The ability of the PGPR to control root and crown rot of wheat caused by Fusarium
oxysporum, F. graminearum and Rhizoctonia solani was evaluated in greenhouse pot trials.
In addition the seedling tray assay was also evaluated as a means to screen PGPR for
biocontrol. Under the test conditions, the seedling tray assay was unsuccessful as a method
to screen the PGPR for biocontrol of wheat root pathogens. In the greenhouse pot trials
several isolates were able to improve the growth of wheat seedlings cultivated in pathogen
inoculated soil.
For growth promotion the bacterial isolates were assessed in greenhouse trials. Following
initial selection trials further analyses were conducted with selected isolates to determine
what effect the PGPR inoculum dose and fertiliser application has on growth promotion
efficacy. The isolates T06, T07, T11, T13, T19, T21, T23 and T24 were most effective in
promoting the growth of wheat seedlings in the greenhouse. The dose response and fertiliser
trials indicated that these factors do affect isolate activity.

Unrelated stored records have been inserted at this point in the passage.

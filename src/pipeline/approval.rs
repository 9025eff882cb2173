// animfit/src/pipeline/approval.rs
use super::{Artifact, Stage, StageContext, StageOutcome};
use crate::core::{ImageMetadata, OptimizationResult, PipelineState, Result};

#[derive(Debug, Clone, Copy, PartialEq, Eq)]
pub enum GateDecision {
    /// The artifact already fits; the gate has nothing to decide.
    WithinBudget,
    Proceed,
    ApprovalRequired {
        estimated_frame_reduction_percent: u32,
        current_size_bytes: u64,
        target_size_bytes: u64,
    },
}

/// `ceil((1 - target / current) * 100)`, computed in integers.
pub fn estimate_frame_reduction_percent(current_size_bytes: u64, target_size_bytes: u64) -> u32 {
    if current_size_bytes == 0 || current_size_bytes <= target_size_bytes {
        return 0;
    }
    let excess = u128::from(current_size_bytes - target_size_bytes) * 100;
    let current = u128::from(current_size_bytes);
    ((excess + current - 1) / current) as u32
}

/// Decides whether destructive frame reduction may run. Pure: it never
/// touches the asset.
pub struct ApprovalGate;

impl ApprovalGate {
    pub fn decide(metadata: &ImageMetadata, max_size_bytes: u64, allow_frame_reduction: bool) -> GateDecision {
        if metadata.size_bytes <= max_size_bytes {
            return GateDecision::WithinBudget;
        }

        if allow_frame_reduction {
            return GateDecision::Proceed;
        }

        GateDecision::ApprovalRequired {
            estimated_frame_reduction_percent: estimate_frame_reduction_percent(
                metadata.size_bytes,
                max_size_bytes,
            ),
            current_size_bytes: metadata.size_bytes,
            target_size_bytes: max_size_bytes,
        }
    }
}

impl Stage for ApprovalGate {
    fn name(&self) -> &'static str {
        "approval-gate"
    }

    fn entry_state(&self) -> Option<PipelineState> {
        Some(PipelineState::ApprovalPending)
    }

    fn exit_state(&self) -> PipelineState {
        PipelineState::FrameReducing
    }

    fn attempt(&self, ctx: &mut StageContext<'_>, input: Artifact) -> Result<StageOutcome> {
        let decision = Self::decide(
            &input.metadata,
            ctx.budget(),
            ctx.request.allow_frame_reduction,
        );

        match decision {
            GateDecision::WithinBudget => Ok(StageOutcome::Complete(input)),
            GateDecision::Proceed => {
                log::info!("Frame reduction pre-approved, proceeding");
                Ok(StageOutcome::Continue(input))
            }
            GateDecision::ApprovalRequired {
                estimated_frame_reduction_percent,
                current_size_bytes,
                target_size_bytes,
            } => {
                log::warn!(
                    "Budget needs frame reduction (~{}% of frames); approval required",
                    estimated_frame_reduction_percent
                );
                // The non-conforming artifact must not outlive this run.
                ctx.scratch.discard(&input.path);
                Ok(StageOutcome::Halt(OptimizationResult::ApprovalRequired {
                    estimated_frame_reduction_percent,
                    current_size_bytes,
                    target_size_bytes,
                }))
            }
        }
    }
}
use animfit::cli::{Cli, Commands, ConstraintArgs, EngineArgs};
use animfit::{
    calculate_aspect_ratio, format_file_size, generate_output_path, BatchProcessor,
    OptimizeResponse, Optimizer, OptimizerConfig,
};
use clap::Parser;
use log::LevelFilter;
use std::path::PathBuf;
use std::process::ExitCode;

fn main() -> anyhow::Result<ExitCode> {
    let cli = Cli::parse();

    // Initialize logger; RUST_LOG still overrides
    env_logger::Builder::new()
        .filter_level(if cli.verbose {
            LevelFilter::Debug
        } else {
            LevelFilter::Info
        })
        .parse_default_env()
        .init();

    match cli.command {
        Commands::Optimize {
            input,
            output,
            constraints,
            engine,
        } => process_optimize(input, output, &constraints, &engine),
        Commands::Batch {
            input,
            output,
            constraints,
            engine,
            threads,
            max_memory_mb,
            recursive,
        } => process_batch(input, output, &constraints, &engine, threads, max_memory_mb, recursive),
        Commands::Info { input } => process_info(input),
    }
}

fn build_optimizer(engine: &EngineArgs) -> anyhow::Result<Optimizer> {
    let config = OptimizerConfig {
        algorithm: engine.algorithm.into(),
        scratch_root: engine.scratch_dir.clone(),
        encoder_speed: engine.speed,
        ..Default::default()
    };
    config.validate()?;

    Ok(Optimizer::new(config))
}

fn process_optimize(
    input: PathBuf,
    output: Option<PathBuf>,
    constraints: &ConstraintArgs,
    engine: &EngineArgs,
) -> anyhow::Result<ExitCode> {
    let output_path = generate_output_path(&input, output.as_deref(), "optimized");

    let request = constraints
        .to_params()
        .and_then(|params| Ok(params.into_request(&input, &output_path)?));

    let response = match request {
        Ok(request) => {
            let optimizer = build_optimizer(engine)?;
            match optimizer.optimize(&request) {
                Ok(report) => {
                    if report.result.is_success() {
                        log::info!("Optimized animation saved to: {}", output_path.display());
                    }
                    OptimizeResponse::from_report(&report)
                }
                Err(e) => OptimizeResponse::error(e),
            }
        }
        Err(e) => OptimizeResponse::error(e),
    };

    println!("{}", response.to_json());

    Ok(ExitCode::from(response.exit_code() as u8))
}

fn process_batch(
    input: PathBuf,
    output: PathBuf,
    constraints: &ConstraintArgs,
    engine: &EngineArgs,
    threads: usize,
    max_memory_mb: u64,
    recursive: bool,
) -> anyhow::Result<ExitCode> {
    let params = constraints.to_params()?;
    let optimizer = build_optimizer(engine)?;
    let processor = BatchProcessor::new(optimizer, params, threads)?
        .with_memory_budget(max_memory_mb.saturating_mul(1024 * 1024));

    let stats = processor.process_directory(&input, &output, recursive)?;

    println!(
        "Batch complete: {} optimized, {} awaiting approval, {} failed. {} -> {} ({:.1}% smaller). Output: {}",
        stats.succeeded,
        stats.approvals_required.len(),
        stats.failed,
        format_file_size(stats.total_size_before),
        format_file_size(stats.total_size_after),
        stats.savings_percent(),
        output.display()
    );

    for (path, percent) in &stats.approvals_required {
        println!(
            "  needs approval: {} (~{}% of frames would be dropped)",
            path.display(),
            percent
        );
    }

    for (path, error) in &stats.errors {
        println!("  failed: {}: {}", path.display(), error);
    }

    Ok(if stats.failed == 0 {
        ExitCode::SUCCESS
    } else {
        ExitCode::FAILURE
    })
}

fn process_info(input: PathBuf) -> anyhow::Result<ExitCode> {
    let optimizer = Optimizer::new(OptimizerConfig::default());
    let metadata = optimizer.probe(&input)?;
    let aspect_ratio = calculate_aspect_ratio(metadata.width, metadata.height);

    println!("=== Animation Information ===");
    println!("File: {}", input.display());
    println!("Size: {}", format_file_size(metadata.size_bytes));
    println!("Dimensions: {} x {} pixels", metadata.width, metadata.height);
    println!("Aspect Ratio: {:.2}:1", aspect_ratio);
    println!("Frames: {}", metadata.frame_count);

    Ok(ExitCode::SUCCESS)
}
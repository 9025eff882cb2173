// animfit/src/core/mod.rs
pub mod params;
pub mod processor;

use std::fmt;
use std::fs;
use std::path::{Component, Path, PathBuf};
use std::sync::atomic::{AtomicBool, Ordering};
use std::sync::Arc;
use thiserror::Error;
use uuid::Uuid;

pub use params::{Mode, OptimizeParams, OptimizeResponse};
pub use processor::{Optimizer, OptimizerConfig};

pub const DEFAULT_MIN_DIMENSION: u32 = 180;

/// Palette depths tried by the size reducer, most colors first.
pub const PALETTE_LADDER: [u16; 7] = [256, 192, 128, 96, 64, 48, 32];

#[derive(Debug, Clone, Copy, PartialEq, Eq, Default)]
pub enum ResizeAlgorithm {
    Nearest,
    Bilinear,
    Bicubic,
    #[default]
    Lanczos3,
}

/// One pipeline invocation's input. Immutable once built.
#[derive(Debug, Clone, PartialEq)]
pub struct OptimizationRequest {
    pub source: PathBuf,
    pub output: PathBuf,
    pub max_size_bytes: u64,
    pub min_width: u32,
    pub min_height: u32,
    pub max_width: Option<u32>,
    pub max_height: Option<u32>,
    pub allow_frame_reduction: bool,
}

impl OptimizationRequest {
    pub fn new(source: impl Into<PathBuf>, output: impl Into<PathBuf>, max_size_bytes: u64) -> Self {
        Self {
            source: source.into(),
            output: output.into(),
            max_size_bytes,
            min_width: DEFAULT_MIN_DIMENSION,
            min_height: DEFAULT_MIN_DIMENSION,
            max_width: None,
            max_height: None,
            allow_frame_reduction: false,
        }
    }

    pub fn with_min_dimensions(mut self, width: u32, height: u32) -> Self {
        self.min_width = width;
        self.min_height = height;
        self
    }

    pub fn with_max_dimensions(mut self, width: Option<u32>, height: Option<u32>) -> Self {
        self.max_width = width;
        self.max_height = height;
        self
    }

    pub fn with_frame_reduction(mut self, allow: bool) -> Self {
        self.allow_frame_reduction = allow;
        self
    }

    pub fn bounds(&self) -> DimensionBounds {
        DimensionBounds {
            min_width: self.min_width,
            min_height: self.min_height,
            max_width: self.max_width,
            max_height: self.max_height,
        }
    }

    pub fn validate(&self) -> Result<()> {
        if self.max_size_bytes == 0 {
            return Err(OptimizeError::Validation(
                "Maximum size must be greater than zero".to_string(),
            ));
        }

        if self.min_width == 0 || self.min_height == 0 {
            return Err(OptimizeError::Validation(
                "Minimum dimensions must be positive".to_string(),
            ));
        }

        for (axis, min, max) in [
            ("width", self.min_width, self.max_width),
            ("height", self.min_height, self.max_height),
        ] {
            if let Some(max) = max {
                if max < min {
                    return Err(OptimizeError::Validation(format!(
                        "Maximum {} {} is smaller than minimum {} {}",
                        axis, max, axis, min
                    )));
                }
            }
        }

        if names_same_file(&self.source, &self.output) {
            return Err(OptimizeError::Validation(format!(
                "Output path {} refers to the source asset",
                self.output.display()
            )));
        }

        Ok(())
    }
}

/// True when `output` resolves to the file at `source`, whether through
/// `..` segments, symlinks or a hard link.
fn names_same_file(source: &Path, output: &Path) -> bool {
    if source == output {
        return true;
    }

    let source_real = match fs::canonicalize(source) {
        Ok(path) => path,
        Err(_) => return lexical_absolute(source) == lexical_absolute(output),
    };

    if let Ok(output_real) = fs::canonicalize(output) {
        return output_real == source_real || same_inode(&source_real, &output_real);
    }

    // Output does not exist yet; resolve the directory it would land in.
    let parent = match output.parent() {
        Some(p) if !p.as_os_str().is_empty() => p,
        _ => Path::new("."),
    };
    match (fs::canonicalize(parent), output.file_name()) {
        (Ok(dir), Some(name)) => dir.join(name) == source_real,
        _ => {
            let output = lexical_absolute(output);
            output == source_real || output == lexical_absolute(source)
        }
    }
}

/// Absolute form of `path` with `.` and `..` folded away, without touching
/// the filesystem.
fn lexical_absolute(path: &Path) -> PathBuf {
    let joined = if path.is_absolute() {
        path.to_path_buf()
    } else {
        std::env::current_dir()
            .map(|cwd| cwd.join(path))
            .unwrap_or_else(|_| path.to_path_buf())
    };

    let mut normalized = PathBuf::new();
    for component in joined.components() {
        match component {
            Component::CurDir => {}
            Component::ParentDir => {
                normalized.pop();
            }
            other => normalized.push(other.as_os_str()),
        }
    }
    normalized
}

#[cfg(unix)]
fn same_inode(a: &Path, b: &Path) -> bool {
    use std::os::unix::fs::MetadataExt;

    match (fs::metadata(a), fs::metadata(b)) {
        (Ok(a), Ok(b)) => a.dev() == b.dev() && a.ino() == b.ino(),
        _ => false,
    }
}

#[cfg(not(unix))]
fn same_inode(_a: &Path, _b: &Path) -> bool {
    false
}

#[derive(Debug, Clone, Copy, PartialEq, Eq)]
pub struct DimensionBounds {
    pub min_width: u32,
    pub min_height: u32,
    pub max_width: Option<u32>,
    pub max_height: Option<u32>,
}

impl DimensionBounds {
    pub fn contains(&self, width: u32, height: u32) -> bool {
        width >= self.min_width
            && height >= self.min_height
            && self.max_width.map_or(true, |max| width <= max)
            && self.max_height.map_or(true, |max| height <= max)
    }
}

/// Snapshot of an asset. Recomputed after every transform.
#[derive(Debug, Clone, Copy, PartialEq, Eq, serde::Serialize)]
#[serde(rename_all = "camelCase")]
pub struct ImageMetadata {
    pub width: u32,
    pub height: u32,
    pub frame_count: u32,
    pub size_bytes: u64,
}

#[derive(Debug, Clone, Copy, PartialEq, Eq, Hash)]
pub struct Color {
    pub r: u8,
    pub g: u8,
    pub b: u8,
    pub a: u8,
}

impl Color {
    pub const fn rgba(r: u8, g: u8, b: u8, a: u8) -> Self {
        Self { r, g, b, a }
    }

    pub fn to_rgba(self) -> image::Rgba<u8> {
        image::Rgba([self.r, self.g, self.b, self.a])
    }
}

impl From<image::Rgba<u8>> for Color {
    fn from(pixel: image::Rgba<u8>) -> Self {
        let [r, g, b, a] = pixel.0;
        Self { r, g, b, a }
    }
}

#[derive(Debug, Clone, Copy, PartialEq, Eq, PartialOrd, Ord, Hash)]
pub enum PipelineState {
    Init,
    Probed,
    DimensionNormalized,
    SizeReduced,
    ApprovalPending,
    FrameReducing,
    Done,
    Failed,
}

impl PipelineState {
    pub fn is_terminal(self) -> bool {
        matches!(self, PipelineState::Done | PipelineState::Failed)
    }

    /// Transitions only move forward. `Failed` is reachable from any
    /// non-terminal state; nothing leaves a terminal state.
    pub fn can_advance_to(self, next: PipelineState) -> bool {
        if self.is_terminal() {
            return false;
        }
        match next {
            PipelineState::Failed => true,
            PipelineState::FrameReducing => self == PipelineState::ApprovalPending,
            _ => next > self,
        }
    }
}

impl fmt::Display for PipelineState {
    fn fmt(&self, f: &mut fmt::Formatter<'_>) -> fmt::Result {
        let name = match self {
            PipelineState::Init => "init",
            PipelineState::Probed => "probed",
            PipelineState::DimensionNormalized => "dimension-normalized",
            PipelineState::SizeReduced => "size-reduced",
            PipelineState::ApprovalPending => "approval-pending",
            PipelineState::FrameReducing => "frame-reducing",
            PipelineState::Done => "done",
            PipelineState::Failed => "failed",
        };
        f.write_str(name)
    }
}

#[derive(Debug, Clone, Copy, PartialEq, Eq)]
pub enum FailureReason {
    BudgetUnreachable,
    Cancelled,
}

impl fmt::Display for FailureReason {
    fn fmt(&self, f: &mut fmt::Formatter<'_>) -> fmt::Result {
        match self {
            FailureReason::BudgetUnreachable => f.write_str("size budget unreachable"),
            FailureReason::Cancelled => f.write_str("cancelled"),
        }
    }
}

/// Outcome of one pipeline run. `ApprovalRequired` is a normal result,
/// not an error.
#[derive(Debug, Clone, PartialEq)]
pub enum OptimizationResult {
    Success {
        output: PathBuf,
        metadata: ImageMetadata,
    },
    ApprovalRequired {
        estimated_frame_reduction_percent: u32,
        current_size_bytes: u64,
        target_size_bytes: u64,
    },
    Failed {
        reason: FailureReason,
        best_achieved_size_bytes: u64,
        frame_count: u32,
    },
}

impl OptimizationResult {
    pub fn is_success(&self) -> bool {
        matches!(self, OptimizationResult::Success { .. })
    }
}

#[derive(Debug, Clone)]
pub struct OptimizationReport {
    pub request_id: Uuid,
    pub original: ImageMetadata,
    pub result: OptimizationResult,
    pub states: Vec<PipelineState>,
}

impl OptimizationReport {
    pub fn final_state(&self) -> PipelineState {
        self.states.last().copied().unwrap_or(PipelineState::Init)
    }
}

/// Cooperative cancellation shared between a caller and a running pipeline.
#[derive(Debug, Clone, Default)]
pub struct CancelToken(Arc<AtomicBool>);

impl CancelToken {
    pub fn new() -> Self {
        Self::default()
    }

    pub fn cancel(&self) {
        self.0.store(true, Ordering::SeqCst);
    }

    pub fn is_cancelled(&self) -> bool {
        self.0.load(Ordering::SeqCst)
    }

    pub fn check(&self) -> Result<()> {
        if self.is_cancelled() {
            Err(OptimizeError::Cancelled)
        } else {
            Ok(())
        }
    }
}

#[derive(Error, Debug)]
pub enum OptimizeError {
    #[error("IO error: {0}")]
    Io(#[from] std::io::Error),

    #[error("Image error: {0}")]
    Image(#[from] image::ImageError),

    #[error("Invalid parameter: {0}")]
    Validation(String),

    #[error("Unreadable asset: {0}")]
    Probe(String),

    #[error("Processing error: {0}")]
    Processing(String),

    #[error("Invalid pipeline transition from {from} to {to}")]
    InvalidTransition {
        from: PipelineState,
        to: PipelineState,
    },

    #[error("Optimization cancelled")]
    Cancelled,
}

pub type Result<T> = std::result::Result<T, OptimizeError>;
// animfit/src/processors/loader.rs
use crate::core::{ImageMetadata, OptimizeError, Result};
use image::codecs::gif::GifDecoder;
use image::{AnimationDecoder, Delay, Frame};
use std::fs::File;
use std::io::BufReader;
use std::path::Path;

#[derive(Clone)]
pub struct Loader {
    max_dimensions: Option<(u32, u32)>,
}

impl Loader {
    pub fn new() -> Self {
        Self {
            max_dimensions: Some((16_384, 16_384)),
        }
    }

    pub fn with_max_dimensions(mut self, width: u32, height: u32) -> Self {
        self.max_dimensions = Some((width, height));
        self
    }

    /// Reads canvas size and frame count without compositing any frame.
    pub fn probe(&self, path: &Path) -> Result<ImageMetadata> {
        log::debug!("Probing {}", path.display());

        let size_bytes = self.validate_path(path)?;

        let file = File::open(path)?;
        let mut options = gif::DecodeOptions::new();
        options.set_color_output(gif::ColorOutput::Indexed);
        let mut decoder = options.read_info(BufReader::new(file)).map_err(|e| {
            OptimizeError::Probe(format!("{} is not a readable GIF: {}", path.display(), e))
        })?;

        let width = u32::from(decoder.width());
        let height = u32::from(decoder.height());
        self.check_dimensions(width, height)?;

        let mut frame_count = 0u32;
        loop {
            match decoder.read_next_frame() {
                Ok(Some(_)) => frame_count += 1,
                Ok(None) => break,
                Err(e) => {
                    return Err(OptimizeError::Probe(format!(
                        "Corrupt frame {} in {}: {}",
                        frame_count,
                        path.display(),
                        e
                    )))
                }
            }
        }

        if frame_count == 0 {
            return Err(OptimizeError::Probe(format!(
                "{} contains no frames",
                path.display()
            )));
        }

        let metadata = ImageMetadata {
            width,
            height,
            frame_count,
            size_bytes,
        };
        log::debug!("Probed {}: {:?}", path.display(), metadata);

        Ok(metadata)
    }

    /// Largest colour table any frame is drawn from, as stored in the file.
    /// GIF tables are padded to a power of two, so a 48-colour palette reads
    /// back as 64.
    pub fn palette_colors(&self, path: &Path) -> Result<u16> {
        self.validate_path(path)?;

        let file = File::open(path)?;
        let mut options = gif::DecodeOptions::new();
        options.set_color_output(gif::ColorOutput::Indexed);
        let mut decoder = options.read_info(BufReader::new(file)).map_err(|e| {
            OptimizeError::Processing(format!("Failed to read palette of {}: {}", path.display(), e))
        })?;

        let mut entries = decoder.global_palette().map_or(0, |palette| palette.len() / 3);
        while let Some(frame) = decoder.read_next_frame().map_err(|e| {
            OptimizeError::Processing(format!("Failed to read palette of {}: {}", path.display(), e))
        })? {
            if let Some(local) = &frame.palette {
                entries = entries.max(local.len() / 3);
            }
        }

        if entries == 0 {
            entries = 256;
        }
        Ok(entries.min(256) as u16)
    }

    /// Decodes every frame as a full composited canvas.
    ///
    /// The whole animation is held as RGBA, `width * height * 4` bytes per
    /// frame, until the caller drops it.
    pub fn load_frames(&self, path: &Path) -> Result<Vec<Frame>> {
        log::debug!("Decoding frames from: {}", path.display());

        self.validate_path(path)?;

        let decoder = self.open_decoder(path)?;
        let frames = decoder.into_frames().collect_frames().map_err(|e| {
            OptimizeError::Processing(format!("Failed to decode frames: {}", e))
        })?;

        if frames.is_empty() {
            return Err(OptimizeError::Processing(format!(
                "{} decoded to zero frames",
                path.display()
            )));
        }

        log::debug!("Decoded {} frames from {}", frames.len(), path.display());

        Ok(frames)
    }

    pub fn load_first_frame(&self, path: &Path) -> Result<Frame> {
        self.validate_path(path)?;

        let decoder = self.open_decoder(path)?;
        decoder
            .into_frames()
            .next()
            .ok_or_else(|| OptimizeError::Processing(format!("{} has no frames", path.display())))?
            .map_err(|e| OptimizeError::Processing(format!("Failed to decode first frame: {}", e)))
    }

    fn open_decoder(&self, path: &Path) -> Result<GifDecoder<BufReader<File>>> {
        let file = File::open(path)?;
        GifDecoder::new(BufReader::new(file)).map_err(|e| {
            OptimizeError::Processing(format!("Failed to open {}: {}", path.display(), e))
        })
    }

    fn check_dimensions(&self, width: u32, height: u32) -> Result<()> {
        if let Some((max_w, max_h)) = self.max_dimensions {
            if width > max_w || height > max_h {
                return Err(OptimizeError::Probe(format!(
                    "Canvas {}x{} exceeds maximum {}x{}",
                    width, height, max_w, max_h
                )));
            }
        }

        if width == 0 || height == 0 {
            return Err(OptimizeError::Probe(format!(
                "Canvas {}x{} is empty",
                width, height
            )));
        }

        Ok(())
    }

    fn validate_path(&self, path: &Path) -> Result<u64> {
        if !path.exists() {
            return Err(OptimizeError::Probe(format!(
                "File does not exist: {}",
                path.display()
            )));
        }

        let metadata = path.metadata()?;
        if metadata.len() == 0 {
            return Err(OptimizeError::Probe(format!(
                "File is empty: {}",
                path.display()
            )));
        }

        Ok(metadata.len())
    }
}

impl Default for Loader {
    fn default() -> Self {
        Self::new()
    }
}

/// Keeps the frames at `indices` (ascending) in order. Each kept frame also
/// takes over the display time of the dropped frames that follow it.
pub fn select_frames(frames: Vec<Frame>, indices: &[usize]) -> Result<Vec<Frame>> {
    if indices.is_empty() {
        return Err(OptimizeError::Processing(
            "Frame selection must keep at least one frame".to_string(),
        ));
    }

    if indices.windows(2).any(|pair| pair[0] >= pair[1]) {
        return Err(OptimizeError::Processing(
            "Frame indices must be strictly ascending".to_string(),
        ));
    }

    if let Some(&last) = indices.last() {
        if last >= frames.len() {
            return Err(OptimizeError::Processing(format!(
                "Frame index {} out of range for {} frames",
                last,
                frames.len()
            )));
        }
    }

    let delays: Vec<u32> = frames.iter().map(|frame| delay_ms(frame.delay())).collect();
    let mut selected = Vec::with_capacity(indices.len());
    let mut frames: Vec<Option<Frame>> = frames.into_iter().map(Some).collect();

    for (position, &index) in indices.iter().enumerate() {
        let span_end = indices.get(position + 1).copied().unwrap_or(delays.len());
        let total_ms: u32 = delays[index..span_end].iter().sum();

        let frame = frames[index]
            .take()
            .ok_or_else(|| OptimizeError::Processing(format!("Frame {} selected twice", index)))?;
        let left = frame.left();
        let top = frame.top();
        selected.push(Frame::from_parts(
            frame.into_buffer(),
            left,
            top,
            Delay::from_numer_denom_ms(total_ms, 1),
        ));
    }

    Ok(selected)
}

pub(crate) fn delay_ms(delay: Delay) -> u32 {
    let (numer, denom) = delay.numer_denom_ms();
    let denom = denom.max(1);
    (numer + denom / 2) / denom
}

To facilitate understanding of the isolates and their activities, the isolates that performed well
in the greenhouse were identified through 16S rRNA sequence data and selected modes of
action determined. The isolates were predominantly Bacilli, from the genera Bacillus,
Lysinibacillus and Paenibacillus. In vitro assessments revealed that the isolates have a wide
spectrum of activity, including phosphate solubilisation, indole acetic acid production, growth
in nitrogen free media, inhibition of pathogens in dual culture, chitinase production and
siderophore production.
A selection protocol was developed to assist with the selection of the best isolates. Based on
ratings given for the greenhouse and in vitro assay the top performing isolate were selected.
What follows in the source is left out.